### About this task
Using the data below, return all lines in which "createdAt" appears.

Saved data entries
_____

//! Router tests against a `CsvStore` in a temporary directory.

use std::sync::Arc;

use axum::{
  body::{Body, to_bytes},
  http::{Request, StatusCode, header},
};
use sanya_store_csv::CsvStore;
use serde_json::{Value, json};
use tempfile::TempDir;
use tower::ServiceExt as _;

use crate::{AppState, SessionKeys, api_router, session::SESSION_COOKIE};

struct TestApp {
  _dir:  TempDir,
  state: AppState<CsvStore>,
}

struct Reply {
  status: StatusCode,
  cookie: Option<String>,
  body:   Value,
}

async fn app() -> TestApp {
  let dir = tempfile::tempdir().expect("temp dir");
  let store = Arc::new(CsvStore::new(dir.path()));
  let state = AppState::new(store, SessionKeys::new(b"test-secret".to_vec(), false));
  state
    .accounts
    .create_admin("admin", "admin1234")
    .await
    .expect("seed admin");
  TestApp { _dir: dir, state }
}

async fn send(
  app: &TestApp,
  method: &str,
  uri: &str,
  cookie: Option<&str>,
  body: Option<Value>,
) -> Reply {
  let mut builder = Request::builder().method(method).uri(uri);
  if let Some(c) = cookie {
    builder = builder.header(header::COOKIE, c);
  }
  let body = match body {
    Some(v) => {
      builder = builder.header(header::CONTENT_TYPE, "application/json");
      Body::from(v.to_string())
    }
    None => Body::empty(),
  };
  let resp = api_router(app.state.clone())
    .oneshot(builder.body(body).unwrap())
    .await
    .unwrap();

  let status = resp.status();
  let cookie = resp
    .headers()
    .get(header::SET_COOKIE)
    .map(|v| v.to_str().unwrap().to_owned());
  let bytes = to_bytes(resp.into_body(), usize::MAX).await.unwrap();
  let body = serde_json::from_slice(&bytes).unwrap_or(Value::Null);
  Reply { status, cookie, body }
}

/// `name=value` of a `Set-Cookie` header, ready for a `Cookie` header.
fn cookie_pair(set_cookie: &str) -> String {
  set_cookie.split(';').next().unwrap().to_owned()
}

async fn login(app: &TestApp, username: &str, password: &str) -> String {
  let reply = send(
    app,
    "POST",
    "/auth/login",
    None,
    Some(json!({ "username": username, "password": password })),
  )
  .await;
  assert_eq!(reply.status, StatusCode::OK, "{:?}", reply.body);
  cookie_pair(&reply.cookie.expect("session cookie"))
}

// ─── Auth ────────────────────────────────────────────────────────────────────

#[tokio::test]
async fn login_sets_cookie_and_me_returns_safe_user() {
  let app = app().await;
  let reply = send(
    &app,
    "POST",
    "/auth/login",
    None,
    Some(json!({ "username": "admin", "password": "admin1234" })),
  )
  .await;
  assert_eq!(reply.status, StatusCode::OK);
  assert_eq!(reply.body["success"], true);
  assert!(reply.body["data"].get("password").is_none());

  let set_cookie = reply.cookie.unwrap();
  assert!(set_cookie.starts_with(&format!("{SESSION_COOKIE}=")));
  assert!(set_cookie.contains("HttpOnly"));
  assert!(set_cookie.contains("SameSite=Lax"));
  assert!(set_cookie.contains("Max-Age=86400"));

  let me = send(&app, "GET", "/auth/me", Some(&cookie_pair(&set_cookie)), None).await;
  assert_eq!(me.status, StatusCode::OK);
  assert_eq!(me.body["data"]["username"], "admin");
  assert_eq!(me.body["data"]["role"], "admin");
}

#[tokio::test]
async fn bad_login_is_generic_401() {
  let app = app().await;
  for (user, pass) in [("admin", "wrong"), ("ghost", "admin1234")] {
    let reply = send(
      &app,
      "POST",
      "/auth/login",
      None,
      Some(json!({ "username": user, "password": pass })),
    )
    .await;
    assert_eq!(reply.status, StatusCode::UNAUTHORIZED);
    assert_eq!(reply.body["success"], false);
    assert_eq!(reply.body["error"], "invalid username or password");
    assert!(reply.cookie.is_none());
  }
}

#[tokio::test]
async fn me_without_or_with_tampered_cookie_is_401() {
  let app = app().await;
  assert_eq!(send(&app, "GET", "/auth/me", None, None).await.status, StatusCode::UNAUTHORIZED);

  let cookie = login(&app, "admin", "admin1234").await;
  let tampered = format!("{cookie}00");
  let reply = send(&app, "GET", "/auth/me", Some(&tampered), None).await;
  assert_eq!(reply.status, StatusCode::UNAUTHORIZED);
  assert_eq!(reply.body["error"], "Not authenticated");
}

#[tokio::test]
async fn register_ignores_role_unless_admin() {
  let app = app().await;
  let reply = send(
    &app,
    "POST",
    "/auth/register",
    None,
    Some(json!({ "username": "mallory", "password": "secret", "role": "admin" })),
  )
  .await;
  assert_eq!(reply.status, StatusCode::CREATED);
  assert_eq!(reply.body["data"]["role"], "user");
  assert!(reply.cookie.is_some());

  let admin = login(&app, "admin", "admin1234").await;
  let reply = send(
    &app,
    "POST",
    "/auth/register",
    Some(&admin),
    Some(json!({ "username": "editor", "password": "secret", "role": "admin" })),
  )
  .await;
  assert_eq!(reply.status, StatusCode::CREATED);
  assert_eq!(reply.body["data"]["role"], "admin");
}

#[tokio::test]
async fn register_validation_errors_are_400() {
  let app = app().await;
  let taken = send(
    &app,
    "POST",
    "/auth/register",
    None,
    Some(json!({ "username": "admin", "password": "whatever" })),
  )
  .await;
  assert_eq!(taken.status, StatusCode::BAD_REQUEST);
  assert_eq!(taken.body["error"], "username already exists");

  let short = send(
    &app,
    "POST",
    "/auth/register",
    None,
    Some(json!({ "username": "somsri", "password": "abc" })),
  )
  .await;
  assert_eq!(short.status, StatusCode::BAD_REQUEST);
  assert_eq!(short.body["error"], "password must be at least 4 characters");
}

#[tokio::test]
async fn logout_expires_cookie() {
  let app = app().await;
  let cookie = login(&app, "admin", "admin1234").await;
  let reply = send(&app, "POST", "/auth/logout", Some(&cookie), None).await;
  assert_eq!(reply.status, StatusCode::OK);
  assert_eq!(reply.body["message"], "Logged out successfully");
  let removal = reply.cookie.unwrap();
  assert!(removal.starts_with(&format!("{SESSION_COOKIE}=")));
  assert!(removal.contains("Max-Age=0"));
}

// ─── Authorisation ───────────────────────────────────────────────────────────

#[tokio::test]
async fn mutations_need_admin() {
  let app = app().await;
  let body = json!({ "name": "A", "partyName": "P" });

  let anon = send(&app, "POST", "/politicians", None, Some(body.clone())).await;
  assert_eq!(anon.status, StatusCode::UNAUTHORIZED);
  assert_eq!(anon.body["success"], false);

  send(
    &app,
    "POST",
    "/auth/register",
    None,
    Some(json!({ "username": "somsri", "password": "secret" })),
  )
  .await;
  let user = login(&app, "somsri", "secret").await;
  let forbidden = send(&app, "POST", "/politicians", Some(&user), Some(body.clone())).await;
  assert_eq!(forbidden.status, StatusCode::FORBIDDEN);

  let users = send(&app, "GET", "/users", Some(&user), None).await;
  assert_eq!(users.status, StatusCode::FORBIDDEN);

  let all_updates = send(&app, "GET", "/promise-updates", None, None).await;
  assert_eq!(all_updates.status, StatusCode::UNAUTHORIZED);
}

// ─── Promise flow ────────────────────────────────────────────────────────────

#[tokio::test]
async fn promise_lifecycle_through_the_api() {
  let app = app().await;
  let admin = login(&app, "admin", "admin1234").await;

  let pol = send(
    &app,
    "POST",
    "/politicians",
    Some(&admin),
    Some(json!({ "name": "Somchai", "partyName": "พรรคตัวอย่าง" })),
  )
  .await;
  assert_eq!(pol.status, StatusCode::CREATED);
  assert_eq!(pol.body["data"]["id"], "10000001");

  let campaign = send(
    &app,
    "POST",
    "/politicians/10000001/campaigns",
    Some(&admin),
    Some(json!({ "year": 2023, "areaName": "Bangkok 1" })),
  )
  .await;
  assert_eq!(campaign.status, StatusCode::CREATED);

  let listed = send(&app, "GET", "/politicians", None, None).await;
  assert_eq!(listed.body["data"][0]["area"], "Bangkok 1");

  let promise = send(
    &app,
    "POST",
    "/promises",
    Some(&admin),
    Some(json!({
      "politicianId": "10000001",
      "name": "Build hospital",
      "details": "200 beds",
      "promiseDate": "2024-01-01"
    })),
  )
  .await;
  assert_eq!(promise.status, StatusCode::CREATED);
  assert_eq!(promise.body["data"]["id"], "1");
  assert_eq!(promise.body["data"]["status"], "ยังไม่เริ่ม");
  assert_eq!(promise.body["data"]["politicianName"], "Somchai");
  assert_eq!(promise.body["data"]["createdAt"], promise.body["data"]["updatedAt"]);

  let update = send(
    &app,
    "POST",
    "/promise-updates",
    Some(&admin),
    Some(json!({ "promiseId": "1", "details": "groundbreaking", "newStatus": "in-progress" })),
  )
  .await;
  assert_eq!(update.status, StatusCode::CREATED);
  assert_eq!(update.body["data"]["newStatus"], "กำลังดำเนินการ");

  let after = send(&app, "GET", "/promises/1", None, None).await;
  assert_eq!(after.body["data"]["status"], "กำลังดำเนินการ");
  assert_ne!(after.body["data"]["updatedAt"], after.body["data"]["createdAt"]);

  let history = send(&app, "GET", "/promise-updates?promiseId=1", None, None).await;
  assert_eq!(history.status, StatusCode::OK);
  assert_eq!(history.body["data"].as_array().unwrap().len(), 1);

  let by_status = send(
    &app,
    "GET",
    "/promises?status=in-progress&sortBy=updatedAt&order=asc",
    None,
    None,
  )
  .await;
  assert_eq!(by_status.body["data"].as_array().unwrap().len(), 1);

  let politician = send(&app, "GET", "/politicians/10000001/promises", None, None).await;
  assert_eq!(politician.body["data"]["promises"].as_array().unwrap().len(), 1);

  let deleted = send(&app, "DELETE", "/promises/1", Some(&admin), None).await;
  assert_eq!(deleted.status, StatusCode::OK);
  assert_eq!(deleted.body["message"], "Promise deleted successfully");
  let gone = send(&app, "GET", "/promises/1", None, None).await;
  assert_eq!(gone.status, StatusCode::NOT_FOUND);
}

#[tokio::test]
async fn bad_input_gets_enveloped_400() {
  let app = app().await;
  let admin = login(&app, "admin", "admin1234").await;

  let missing = send(
    &app,
    "POST",
    "/promises",
    Some(&admin),
    Some(json!({ "name": "x" })),
  )
  .await;
  assert_eq!(missing.status, StatusCode::BAD_REQUEST);
  assert_eq!(
    missing.body["error"],
    "Missing required fields: politicianId, details, promiseDate"
  );

  let bad_status = send(
    &app,
    "POST",
    "/promise-updates",
    Some(&admin),
    Some(json!({ "promiseId": "1", "details": "x", "newStatus": "done" })),
  )
  .await;
  assert_eq!(bad_status.status, StatusCode::BAD_REQUEST);
  assert_eq!(bad_status.body["success"], false);

  let no_status = send(
    &app,
    "POST",
    "/promise-updates",
    Some(&admin),
    Some(json!({ "promiseId": "1", "details": "x" })),
  )
  .await;
  assert_eq!(no_status.status, StatusCode::BAD_REQUEST);
  assert_eq!(no_status.body["error"], "Missing required fields: newStatus");

  let bad_sort = send(&app, "GET", "/promises?sortBy=name", None, None).await;
  assert_eq!(bad_sort.status, StatusCode::BAD_REQUEST);
}

#[tokio::test]
async fn unknown_ids_are_404() {
  let app = app().await;
  let admin = login(&app, "admin", "admin1234").await;

  for uri in ["/politicians/10000099", "/promises/99", "/politicians/10000099/promises"] {
    let reply = send(&app, "GET", uri, None, None).await;
    assert_eq!(reply.status, StatusCode::NOT_FOUND, "{uri}");
    assert_eq!(reply.body["success"], false);
  }

  let update = send(
    &app,
    "POST",
    "/promise-updates",
    Some(&admin),
    Some(json!({ "promiseId": "99", "details": "x", "newStatus": "broken" })),
  )
  .await;
  assert_eq!(update.status, StatusCode::NOT_FOUND);

  let user = send(&app, "DELETE", "/users/99", Some(&admin), None).await;
  assert_eq!(user.status, StatusCode::NOT_FOUND);
}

_____

### Answer below
  assert_eq!(promise.body["data"]["createdAt"], promise.body["data"]["updatedAt"]);
  assert_ne!(after.body["data"]["updatedAt"], after.body["data"]["createdAt"]);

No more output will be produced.